** Data shown follows **

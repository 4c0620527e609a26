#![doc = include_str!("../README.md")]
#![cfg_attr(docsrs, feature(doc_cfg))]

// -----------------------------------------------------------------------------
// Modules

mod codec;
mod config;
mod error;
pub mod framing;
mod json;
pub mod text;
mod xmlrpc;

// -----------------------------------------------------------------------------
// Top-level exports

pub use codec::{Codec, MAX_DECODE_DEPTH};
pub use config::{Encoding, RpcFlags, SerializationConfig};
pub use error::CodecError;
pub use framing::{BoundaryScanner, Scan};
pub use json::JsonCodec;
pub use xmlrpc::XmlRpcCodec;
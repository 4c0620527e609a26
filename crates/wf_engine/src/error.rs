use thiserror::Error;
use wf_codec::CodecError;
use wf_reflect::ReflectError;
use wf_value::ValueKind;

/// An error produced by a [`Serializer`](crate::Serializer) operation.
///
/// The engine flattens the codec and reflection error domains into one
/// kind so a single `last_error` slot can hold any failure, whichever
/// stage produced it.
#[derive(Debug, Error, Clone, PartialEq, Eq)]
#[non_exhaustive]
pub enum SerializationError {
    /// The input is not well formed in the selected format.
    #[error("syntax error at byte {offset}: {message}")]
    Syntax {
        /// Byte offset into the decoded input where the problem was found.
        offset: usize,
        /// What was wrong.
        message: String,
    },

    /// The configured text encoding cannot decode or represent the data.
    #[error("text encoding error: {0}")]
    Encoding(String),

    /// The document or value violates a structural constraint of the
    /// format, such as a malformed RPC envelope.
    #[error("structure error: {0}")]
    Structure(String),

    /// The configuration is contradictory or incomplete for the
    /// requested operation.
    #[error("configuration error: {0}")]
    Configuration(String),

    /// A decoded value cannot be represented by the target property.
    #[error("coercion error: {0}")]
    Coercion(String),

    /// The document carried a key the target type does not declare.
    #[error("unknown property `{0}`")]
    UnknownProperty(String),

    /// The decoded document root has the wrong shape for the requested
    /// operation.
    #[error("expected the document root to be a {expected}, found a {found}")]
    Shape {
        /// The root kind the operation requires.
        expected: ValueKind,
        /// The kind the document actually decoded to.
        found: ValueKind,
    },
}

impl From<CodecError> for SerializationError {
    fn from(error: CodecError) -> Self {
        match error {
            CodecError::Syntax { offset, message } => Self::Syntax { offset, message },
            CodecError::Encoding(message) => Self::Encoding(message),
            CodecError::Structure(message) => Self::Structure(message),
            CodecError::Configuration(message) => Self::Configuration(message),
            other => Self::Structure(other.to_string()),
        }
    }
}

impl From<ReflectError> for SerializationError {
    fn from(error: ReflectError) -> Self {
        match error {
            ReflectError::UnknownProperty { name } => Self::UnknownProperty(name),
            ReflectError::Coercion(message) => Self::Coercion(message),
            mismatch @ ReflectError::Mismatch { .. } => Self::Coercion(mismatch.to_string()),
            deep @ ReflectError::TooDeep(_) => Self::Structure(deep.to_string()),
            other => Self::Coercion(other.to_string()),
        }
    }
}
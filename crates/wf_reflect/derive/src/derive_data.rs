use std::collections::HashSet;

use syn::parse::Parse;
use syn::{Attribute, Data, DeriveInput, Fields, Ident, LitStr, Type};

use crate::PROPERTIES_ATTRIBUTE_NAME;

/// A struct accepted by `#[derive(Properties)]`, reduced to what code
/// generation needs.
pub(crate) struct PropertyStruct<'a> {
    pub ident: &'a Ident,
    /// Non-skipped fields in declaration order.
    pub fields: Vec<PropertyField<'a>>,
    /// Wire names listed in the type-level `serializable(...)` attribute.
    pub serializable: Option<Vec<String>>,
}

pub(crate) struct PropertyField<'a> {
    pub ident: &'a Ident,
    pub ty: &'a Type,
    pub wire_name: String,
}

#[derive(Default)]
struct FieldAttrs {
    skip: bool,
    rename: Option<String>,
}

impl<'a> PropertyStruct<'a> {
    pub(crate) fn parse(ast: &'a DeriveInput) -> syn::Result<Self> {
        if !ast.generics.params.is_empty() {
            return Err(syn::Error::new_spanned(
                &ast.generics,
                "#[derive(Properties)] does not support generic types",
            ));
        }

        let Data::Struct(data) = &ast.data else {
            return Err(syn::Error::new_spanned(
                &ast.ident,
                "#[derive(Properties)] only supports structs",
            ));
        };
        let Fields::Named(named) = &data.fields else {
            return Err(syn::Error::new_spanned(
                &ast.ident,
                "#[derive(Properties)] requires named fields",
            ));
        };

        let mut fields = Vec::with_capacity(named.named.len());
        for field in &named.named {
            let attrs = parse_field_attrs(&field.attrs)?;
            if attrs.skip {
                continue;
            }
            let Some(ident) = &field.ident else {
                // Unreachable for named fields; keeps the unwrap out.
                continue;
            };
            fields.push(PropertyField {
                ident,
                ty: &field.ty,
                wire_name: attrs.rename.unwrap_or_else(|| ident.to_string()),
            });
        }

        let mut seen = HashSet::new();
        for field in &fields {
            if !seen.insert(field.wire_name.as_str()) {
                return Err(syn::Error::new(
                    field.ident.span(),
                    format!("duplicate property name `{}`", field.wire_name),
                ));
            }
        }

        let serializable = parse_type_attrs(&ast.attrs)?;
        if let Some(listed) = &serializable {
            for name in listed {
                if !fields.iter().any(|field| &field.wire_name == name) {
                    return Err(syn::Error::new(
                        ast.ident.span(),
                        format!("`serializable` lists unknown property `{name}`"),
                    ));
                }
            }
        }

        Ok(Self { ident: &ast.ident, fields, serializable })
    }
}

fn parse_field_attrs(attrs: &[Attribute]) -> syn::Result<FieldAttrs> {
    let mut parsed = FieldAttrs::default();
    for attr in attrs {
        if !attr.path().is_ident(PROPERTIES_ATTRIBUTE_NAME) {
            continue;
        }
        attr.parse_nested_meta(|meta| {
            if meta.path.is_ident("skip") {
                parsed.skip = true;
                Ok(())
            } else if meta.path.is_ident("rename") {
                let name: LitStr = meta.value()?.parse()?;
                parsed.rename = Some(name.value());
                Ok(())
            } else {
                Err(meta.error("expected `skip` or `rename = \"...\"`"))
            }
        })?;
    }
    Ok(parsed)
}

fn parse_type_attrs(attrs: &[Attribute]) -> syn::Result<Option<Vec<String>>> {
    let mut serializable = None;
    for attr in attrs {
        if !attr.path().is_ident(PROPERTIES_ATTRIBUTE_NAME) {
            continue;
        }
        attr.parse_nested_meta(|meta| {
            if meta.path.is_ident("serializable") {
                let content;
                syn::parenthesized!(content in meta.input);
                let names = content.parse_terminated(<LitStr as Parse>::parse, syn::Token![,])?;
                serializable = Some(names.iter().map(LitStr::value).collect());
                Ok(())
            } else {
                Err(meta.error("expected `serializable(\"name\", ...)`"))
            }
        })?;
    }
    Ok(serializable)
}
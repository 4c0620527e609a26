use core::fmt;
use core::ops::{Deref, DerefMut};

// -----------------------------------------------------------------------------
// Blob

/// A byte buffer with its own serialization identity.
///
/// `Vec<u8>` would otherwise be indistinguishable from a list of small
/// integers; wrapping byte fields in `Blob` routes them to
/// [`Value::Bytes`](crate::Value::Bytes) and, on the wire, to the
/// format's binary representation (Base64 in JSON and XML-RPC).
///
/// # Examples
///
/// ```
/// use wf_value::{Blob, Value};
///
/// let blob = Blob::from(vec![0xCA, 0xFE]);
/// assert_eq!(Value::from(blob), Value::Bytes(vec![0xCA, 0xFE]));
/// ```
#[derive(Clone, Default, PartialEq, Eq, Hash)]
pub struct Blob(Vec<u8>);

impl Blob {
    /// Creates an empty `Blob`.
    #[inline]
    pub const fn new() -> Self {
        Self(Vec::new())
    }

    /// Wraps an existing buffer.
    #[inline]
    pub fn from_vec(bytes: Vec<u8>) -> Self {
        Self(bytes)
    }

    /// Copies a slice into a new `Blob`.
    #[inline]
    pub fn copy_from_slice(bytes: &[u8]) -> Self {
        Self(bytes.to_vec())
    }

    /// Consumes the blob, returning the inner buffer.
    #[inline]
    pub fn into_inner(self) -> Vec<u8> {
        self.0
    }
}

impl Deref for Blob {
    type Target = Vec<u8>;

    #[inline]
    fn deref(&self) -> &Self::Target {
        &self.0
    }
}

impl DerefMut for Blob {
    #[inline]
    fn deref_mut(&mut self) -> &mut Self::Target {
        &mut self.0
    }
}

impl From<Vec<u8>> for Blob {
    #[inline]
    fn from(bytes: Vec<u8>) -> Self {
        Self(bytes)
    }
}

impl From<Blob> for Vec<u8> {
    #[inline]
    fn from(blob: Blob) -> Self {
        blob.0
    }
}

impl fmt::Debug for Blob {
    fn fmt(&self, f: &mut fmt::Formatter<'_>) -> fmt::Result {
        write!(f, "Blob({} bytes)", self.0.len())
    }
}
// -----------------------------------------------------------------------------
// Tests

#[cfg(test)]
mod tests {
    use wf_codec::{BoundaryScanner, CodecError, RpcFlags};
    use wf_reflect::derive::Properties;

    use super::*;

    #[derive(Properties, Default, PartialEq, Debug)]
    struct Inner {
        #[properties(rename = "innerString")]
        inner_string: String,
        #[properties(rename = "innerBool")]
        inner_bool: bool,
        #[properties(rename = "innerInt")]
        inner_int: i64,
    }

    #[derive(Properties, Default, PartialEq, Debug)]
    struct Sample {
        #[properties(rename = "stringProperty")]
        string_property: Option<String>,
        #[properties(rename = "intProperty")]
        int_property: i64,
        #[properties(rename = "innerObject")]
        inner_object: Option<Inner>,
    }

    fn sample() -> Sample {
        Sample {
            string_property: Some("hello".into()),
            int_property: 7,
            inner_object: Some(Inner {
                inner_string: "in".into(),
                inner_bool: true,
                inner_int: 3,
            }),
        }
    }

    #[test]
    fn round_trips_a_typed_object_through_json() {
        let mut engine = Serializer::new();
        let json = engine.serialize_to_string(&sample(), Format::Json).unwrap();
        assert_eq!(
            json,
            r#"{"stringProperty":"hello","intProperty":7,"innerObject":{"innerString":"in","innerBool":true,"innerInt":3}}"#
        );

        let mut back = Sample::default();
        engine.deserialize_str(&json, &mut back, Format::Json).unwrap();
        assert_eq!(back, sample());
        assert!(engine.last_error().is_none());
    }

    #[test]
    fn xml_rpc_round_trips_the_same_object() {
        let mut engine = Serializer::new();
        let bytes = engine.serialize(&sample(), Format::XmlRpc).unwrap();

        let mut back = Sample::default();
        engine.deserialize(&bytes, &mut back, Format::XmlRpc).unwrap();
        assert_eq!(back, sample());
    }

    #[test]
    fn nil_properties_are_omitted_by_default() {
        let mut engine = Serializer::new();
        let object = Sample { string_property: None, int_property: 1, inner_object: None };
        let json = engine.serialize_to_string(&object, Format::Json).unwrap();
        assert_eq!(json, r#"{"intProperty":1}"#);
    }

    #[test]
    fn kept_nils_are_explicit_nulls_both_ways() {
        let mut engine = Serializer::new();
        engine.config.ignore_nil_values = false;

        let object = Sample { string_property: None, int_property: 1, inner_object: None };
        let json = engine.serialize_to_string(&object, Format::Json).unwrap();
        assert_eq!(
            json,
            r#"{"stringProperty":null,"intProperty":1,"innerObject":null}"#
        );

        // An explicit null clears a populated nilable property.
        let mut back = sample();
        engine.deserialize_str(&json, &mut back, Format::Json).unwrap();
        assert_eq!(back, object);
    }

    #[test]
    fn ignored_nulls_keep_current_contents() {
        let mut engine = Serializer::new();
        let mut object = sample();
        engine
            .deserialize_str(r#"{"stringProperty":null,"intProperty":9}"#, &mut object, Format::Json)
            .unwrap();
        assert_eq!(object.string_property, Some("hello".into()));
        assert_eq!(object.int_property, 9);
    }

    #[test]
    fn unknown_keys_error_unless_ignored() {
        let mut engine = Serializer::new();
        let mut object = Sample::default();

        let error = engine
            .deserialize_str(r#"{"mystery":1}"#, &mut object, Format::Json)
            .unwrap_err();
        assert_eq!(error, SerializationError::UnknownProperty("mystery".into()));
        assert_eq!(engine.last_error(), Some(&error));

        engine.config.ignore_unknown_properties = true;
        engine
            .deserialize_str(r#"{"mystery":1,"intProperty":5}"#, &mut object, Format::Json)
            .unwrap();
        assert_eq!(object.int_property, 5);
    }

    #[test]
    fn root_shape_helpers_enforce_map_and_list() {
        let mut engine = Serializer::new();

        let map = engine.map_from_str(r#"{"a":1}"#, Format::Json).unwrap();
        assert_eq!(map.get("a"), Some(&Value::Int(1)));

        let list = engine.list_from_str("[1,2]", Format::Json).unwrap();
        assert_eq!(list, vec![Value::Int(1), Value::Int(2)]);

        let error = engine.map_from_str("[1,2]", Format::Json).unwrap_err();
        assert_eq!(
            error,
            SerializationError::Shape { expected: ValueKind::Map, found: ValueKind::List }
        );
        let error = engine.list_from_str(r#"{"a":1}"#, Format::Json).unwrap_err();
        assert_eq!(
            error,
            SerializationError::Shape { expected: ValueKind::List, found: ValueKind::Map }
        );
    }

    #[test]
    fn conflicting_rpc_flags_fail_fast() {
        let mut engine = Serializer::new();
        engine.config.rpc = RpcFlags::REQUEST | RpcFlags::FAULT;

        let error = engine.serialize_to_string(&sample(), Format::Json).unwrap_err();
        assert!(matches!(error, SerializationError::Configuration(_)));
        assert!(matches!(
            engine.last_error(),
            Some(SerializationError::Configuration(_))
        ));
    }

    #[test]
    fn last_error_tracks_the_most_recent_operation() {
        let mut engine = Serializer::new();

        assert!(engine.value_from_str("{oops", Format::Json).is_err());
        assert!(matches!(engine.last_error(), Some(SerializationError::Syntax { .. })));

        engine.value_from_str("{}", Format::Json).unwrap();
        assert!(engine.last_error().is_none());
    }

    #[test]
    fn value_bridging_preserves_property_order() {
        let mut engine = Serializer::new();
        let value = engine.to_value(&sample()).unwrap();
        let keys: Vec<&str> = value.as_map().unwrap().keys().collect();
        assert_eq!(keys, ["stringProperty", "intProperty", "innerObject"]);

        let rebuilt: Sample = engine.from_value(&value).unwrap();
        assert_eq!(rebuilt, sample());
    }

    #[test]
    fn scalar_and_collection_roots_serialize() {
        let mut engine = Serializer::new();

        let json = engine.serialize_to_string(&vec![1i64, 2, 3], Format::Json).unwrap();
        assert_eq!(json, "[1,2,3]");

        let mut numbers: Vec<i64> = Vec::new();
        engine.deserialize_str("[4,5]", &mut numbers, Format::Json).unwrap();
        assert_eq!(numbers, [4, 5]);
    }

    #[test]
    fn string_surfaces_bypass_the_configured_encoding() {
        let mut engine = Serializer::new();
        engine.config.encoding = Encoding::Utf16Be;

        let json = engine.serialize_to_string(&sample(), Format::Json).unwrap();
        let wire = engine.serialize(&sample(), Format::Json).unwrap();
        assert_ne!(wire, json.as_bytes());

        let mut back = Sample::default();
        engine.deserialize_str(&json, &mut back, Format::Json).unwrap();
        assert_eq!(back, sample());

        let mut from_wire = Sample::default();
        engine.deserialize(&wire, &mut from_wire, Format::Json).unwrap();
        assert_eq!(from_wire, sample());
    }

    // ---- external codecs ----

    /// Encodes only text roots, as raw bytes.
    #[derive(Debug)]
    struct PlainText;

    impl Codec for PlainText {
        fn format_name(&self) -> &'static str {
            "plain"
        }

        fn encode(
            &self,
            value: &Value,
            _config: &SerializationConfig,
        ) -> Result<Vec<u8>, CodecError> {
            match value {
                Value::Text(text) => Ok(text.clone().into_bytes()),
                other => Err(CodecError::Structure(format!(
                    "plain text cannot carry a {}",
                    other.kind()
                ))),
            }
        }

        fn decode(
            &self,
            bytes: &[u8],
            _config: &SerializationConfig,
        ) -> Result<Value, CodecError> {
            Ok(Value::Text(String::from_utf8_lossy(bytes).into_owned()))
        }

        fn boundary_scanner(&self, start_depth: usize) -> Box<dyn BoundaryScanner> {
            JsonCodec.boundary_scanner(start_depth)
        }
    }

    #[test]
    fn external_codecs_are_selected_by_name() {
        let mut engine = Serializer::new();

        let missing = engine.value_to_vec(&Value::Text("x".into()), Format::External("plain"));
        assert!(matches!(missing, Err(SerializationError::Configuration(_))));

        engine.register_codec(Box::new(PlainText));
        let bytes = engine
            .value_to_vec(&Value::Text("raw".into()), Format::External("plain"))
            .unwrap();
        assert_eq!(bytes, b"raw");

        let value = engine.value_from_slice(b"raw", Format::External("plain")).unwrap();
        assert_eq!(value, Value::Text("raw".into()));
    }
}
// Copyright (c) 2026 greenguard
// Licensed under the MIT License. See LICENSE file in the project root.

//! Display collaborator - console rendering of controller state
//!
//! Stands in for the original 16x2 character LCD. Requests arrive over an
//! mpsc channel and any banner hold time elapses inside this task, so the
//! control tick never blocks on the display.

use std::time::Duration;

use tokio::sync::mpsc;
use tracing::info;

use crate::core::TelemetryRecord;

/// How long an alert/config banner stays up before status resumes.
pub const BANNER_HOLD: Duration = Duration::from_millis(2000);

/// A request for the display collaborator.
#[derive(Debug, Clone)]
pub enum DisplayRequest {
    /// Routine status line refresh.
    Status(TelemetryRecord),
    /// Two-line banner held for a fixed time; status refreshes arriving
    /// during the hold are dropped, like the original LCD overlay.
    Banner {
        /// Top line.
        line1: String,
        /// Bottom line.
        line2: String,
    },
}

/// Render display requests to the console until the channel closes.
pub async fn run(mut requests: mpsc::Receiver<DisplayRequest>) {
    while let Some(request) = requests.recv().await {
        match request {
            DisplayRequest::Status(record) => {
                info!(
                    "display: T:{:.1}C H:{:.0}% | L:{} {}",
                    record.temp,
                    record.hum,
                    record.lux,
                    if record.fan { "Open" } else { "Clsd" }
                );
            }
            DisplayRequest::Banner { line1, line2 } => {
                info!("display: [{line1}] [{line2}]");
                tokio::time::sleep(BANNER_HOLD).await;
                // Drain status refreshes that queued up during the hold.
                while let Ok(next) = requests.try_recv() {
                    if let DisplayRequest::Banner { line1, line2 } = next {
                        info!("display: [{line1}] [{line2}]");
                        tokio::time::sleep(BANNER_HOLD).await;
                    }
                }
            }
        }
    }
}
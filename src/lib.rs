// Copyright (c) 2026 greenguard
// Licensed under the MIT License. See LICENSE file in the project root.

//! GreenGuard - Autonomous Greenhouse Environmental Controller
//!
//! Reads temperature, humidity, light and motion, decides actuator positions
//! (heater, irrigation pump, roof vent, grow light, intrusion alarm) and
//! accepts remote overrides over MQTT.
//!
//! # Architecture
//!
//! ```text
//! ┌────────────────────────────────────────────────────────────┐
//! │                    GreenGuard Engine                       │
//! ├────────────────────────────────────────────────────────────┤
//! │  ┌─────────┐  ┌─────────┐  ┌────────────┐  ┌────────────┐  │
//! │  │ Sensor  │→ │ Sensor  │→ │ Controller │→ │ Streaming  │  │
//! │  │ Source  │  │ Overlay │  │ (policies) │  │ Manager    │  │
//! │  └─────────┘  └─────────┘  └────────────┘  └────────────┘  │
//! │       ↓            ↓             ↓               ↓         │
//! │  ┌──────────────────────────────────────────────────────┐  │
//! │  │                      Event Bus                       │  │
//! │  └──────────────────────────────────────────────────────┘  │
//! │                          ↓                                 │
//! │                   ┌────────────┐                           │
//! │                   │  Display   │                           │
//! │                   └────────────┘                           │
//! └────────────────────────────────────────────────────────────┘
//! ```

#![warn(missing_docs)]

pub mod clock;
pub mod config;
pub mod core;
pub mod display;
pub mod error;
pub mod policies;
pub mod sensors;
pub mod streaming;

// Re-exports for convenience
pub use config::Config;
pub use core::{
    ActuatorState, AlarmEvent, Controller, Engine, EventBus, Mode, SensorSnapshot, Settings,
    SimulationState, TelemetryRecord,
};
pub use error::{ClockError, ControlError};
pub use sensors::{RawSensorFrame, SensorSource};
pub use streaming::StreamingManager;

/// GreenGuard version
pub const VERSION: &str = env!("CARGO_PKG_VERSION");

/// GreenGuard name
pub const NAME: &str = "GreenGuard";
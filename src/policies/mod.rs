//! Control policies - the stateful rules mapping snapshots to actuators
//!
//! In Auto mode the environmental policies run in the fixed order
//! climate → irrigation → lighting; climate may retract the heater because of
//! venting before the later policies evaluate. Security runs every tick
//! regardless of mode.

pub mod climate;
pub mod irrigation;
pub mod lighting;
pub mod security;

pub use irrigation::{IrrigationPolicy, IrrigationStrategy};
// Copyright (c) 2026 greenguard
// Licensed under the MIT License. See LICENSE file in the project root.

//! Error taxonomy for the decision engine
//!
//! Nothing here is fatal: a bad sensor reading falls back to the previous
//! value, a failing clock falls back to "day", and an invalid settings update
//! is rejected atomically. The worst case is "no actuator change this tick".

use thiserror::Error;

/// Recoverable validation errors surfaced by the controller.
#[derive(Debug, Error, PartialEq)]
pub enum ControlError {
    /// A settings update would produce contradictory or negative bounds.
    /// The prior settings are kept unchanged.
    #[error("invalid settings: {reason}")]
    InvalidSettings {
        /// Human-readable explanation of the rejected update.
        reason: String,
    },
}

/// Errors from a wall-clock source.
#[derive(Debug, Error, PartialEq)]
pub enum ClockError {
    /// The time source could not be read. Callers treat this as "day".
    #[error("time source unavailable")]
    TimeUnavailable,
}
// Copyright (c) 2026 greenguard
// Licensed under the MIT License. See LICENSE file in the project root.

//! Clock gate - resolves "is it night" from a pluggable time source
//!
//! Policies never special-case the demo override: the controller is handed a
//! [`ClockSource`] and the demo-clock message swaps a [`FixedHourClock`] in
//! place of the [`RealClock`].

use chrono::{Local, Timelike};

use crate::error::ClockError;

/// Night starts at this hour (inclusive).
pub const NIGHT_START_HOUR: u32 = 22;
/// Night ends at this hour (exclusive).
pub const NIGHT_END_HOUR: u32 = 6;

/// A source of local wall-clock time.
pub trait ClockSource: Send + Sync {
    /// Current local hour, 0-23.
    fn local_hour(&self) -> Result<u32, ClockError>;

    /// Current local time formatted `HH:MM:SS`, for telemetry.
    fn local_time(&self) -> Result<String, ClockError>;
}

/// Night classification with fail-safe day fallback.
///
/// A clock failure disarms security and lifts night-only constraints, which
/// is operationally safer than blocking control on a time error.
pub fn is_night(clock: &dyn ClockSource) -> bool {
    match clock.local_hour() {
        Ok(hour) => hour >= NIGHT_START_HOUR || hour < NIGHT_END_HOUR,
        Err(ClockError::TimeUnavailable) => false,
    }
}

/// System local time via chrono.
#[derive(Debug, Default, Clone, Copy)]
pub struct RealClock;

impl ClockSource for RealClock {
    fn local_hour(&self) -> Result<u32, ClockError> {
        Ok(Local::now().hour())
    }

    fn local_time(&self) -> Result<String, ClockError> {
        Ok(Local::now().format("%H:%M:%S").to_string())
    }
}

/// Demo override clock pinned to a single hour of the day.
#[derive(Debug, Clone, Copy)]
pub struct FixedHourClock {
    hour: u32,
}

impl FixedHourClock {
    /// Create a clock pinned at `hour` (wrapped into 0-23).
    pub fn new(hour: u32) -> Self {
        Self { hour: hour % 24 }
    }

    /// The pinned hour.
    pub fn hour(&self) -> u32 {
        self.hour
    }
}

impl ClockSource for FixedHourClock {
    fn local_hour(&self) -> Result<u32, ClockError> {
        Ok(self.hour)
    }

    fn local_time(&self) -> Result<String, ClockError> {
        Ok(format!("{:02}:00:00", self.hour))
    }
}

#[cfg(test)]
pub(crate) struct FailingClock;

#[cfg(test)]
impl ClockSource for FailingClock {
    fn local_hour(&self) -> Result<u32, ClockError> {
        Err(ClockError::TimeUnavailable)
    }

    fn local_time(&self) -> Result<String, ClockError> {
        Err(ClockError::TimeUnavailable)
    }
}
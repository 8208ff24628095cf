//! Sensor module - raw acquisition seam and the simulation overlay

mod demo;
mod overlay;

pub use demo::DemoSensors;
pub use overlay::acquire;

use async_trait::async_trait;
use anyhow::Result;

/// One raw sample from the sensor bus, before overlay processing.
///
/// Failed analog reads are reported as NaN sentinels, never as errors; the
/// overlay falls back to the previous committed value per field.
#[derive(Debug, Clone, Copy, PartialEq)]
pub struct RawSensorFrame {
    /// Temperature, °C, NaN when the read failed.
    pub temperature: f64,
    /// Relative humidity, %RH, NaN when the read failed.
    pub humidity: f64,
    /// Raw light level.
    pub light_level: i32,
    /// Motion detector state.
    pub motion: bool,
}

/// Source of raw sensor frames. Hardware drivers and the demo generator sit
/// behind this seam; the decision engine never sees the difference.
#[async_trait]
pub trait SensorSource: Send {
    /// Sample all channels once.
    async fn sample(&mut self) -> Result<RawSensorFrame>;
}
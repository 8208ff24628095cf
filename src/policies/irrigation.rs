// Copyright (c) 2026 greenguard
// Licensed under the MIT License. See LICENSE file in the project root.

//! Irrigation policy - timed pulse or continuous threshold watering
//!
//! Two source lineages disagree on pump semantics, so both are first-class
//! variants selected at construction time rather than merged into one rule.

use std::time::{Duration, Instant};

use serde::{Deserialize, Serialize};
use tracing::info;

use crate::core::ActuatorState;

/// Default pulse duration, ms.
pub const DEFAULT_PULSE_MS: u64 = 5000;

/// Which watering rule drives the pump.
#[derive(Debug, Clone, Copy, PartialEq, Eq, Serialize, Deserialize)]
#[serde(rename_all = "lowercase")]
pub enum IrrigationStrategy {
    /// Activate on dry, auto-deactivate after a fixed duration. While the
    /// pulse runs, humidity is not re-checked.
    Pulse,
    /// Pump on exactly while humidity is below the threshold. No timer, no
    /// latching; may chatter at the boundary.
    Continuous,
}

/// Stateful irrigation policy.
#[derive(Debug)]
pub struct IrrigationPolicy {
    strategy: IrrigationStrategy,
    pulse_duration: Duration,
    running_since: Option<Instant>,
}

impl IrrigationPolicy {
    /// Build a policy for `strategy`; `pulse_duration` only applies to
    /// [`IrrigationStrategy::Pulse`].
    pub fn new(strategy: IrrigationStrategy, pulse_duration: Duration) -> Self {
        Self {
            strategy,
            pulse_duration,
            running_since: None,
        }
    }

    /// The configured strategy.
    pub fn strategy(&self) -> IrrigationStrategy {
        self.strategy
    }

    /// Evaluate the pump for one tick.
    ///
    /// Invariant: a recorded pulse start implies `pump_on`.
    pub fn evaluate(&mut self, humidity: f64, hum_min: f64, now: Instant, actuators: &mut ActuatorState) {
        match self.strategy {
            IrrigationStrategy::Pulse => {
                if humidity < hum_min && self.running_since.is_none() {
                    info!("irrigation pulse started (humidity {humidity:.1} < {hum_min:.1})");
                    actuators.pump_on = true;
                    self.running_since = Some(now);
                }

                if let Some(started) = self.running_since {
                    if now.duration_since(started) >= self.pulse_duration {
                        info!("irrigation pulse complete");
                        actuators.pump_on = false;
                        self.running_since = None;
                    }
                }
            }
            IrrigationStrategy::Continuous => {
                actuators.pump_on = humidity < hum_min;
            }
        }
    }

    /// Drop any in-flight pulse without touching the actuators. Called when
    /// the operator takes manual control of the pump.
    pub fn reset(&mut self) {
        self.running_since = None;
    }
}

** End of Data shown **

■ Try it ■
Please copy the lines in the records above between the one holding "use std::time::Duration;" and the one holding "status refreshes arriving", inclusive, exactly and with no other line.

■ Written reply ■
use std::time::Duration;

use tokio::sync::mpsc;
use tracing::info;

use crate::core::TelemetryRecord;

/// How long an alert/config banner stays up before status resumes.
pub const BANNER_HOLD: Duration = Duration::from_millis(2000);

/// A request for the display collaborator.
#[derive(Debug, Clone)]
pub enum DisplayRequest {
    /// Routine status line refresh.
    Status(TelemetryRecord),
    /// Two-line banner held for a fixed time; status refreshes arriving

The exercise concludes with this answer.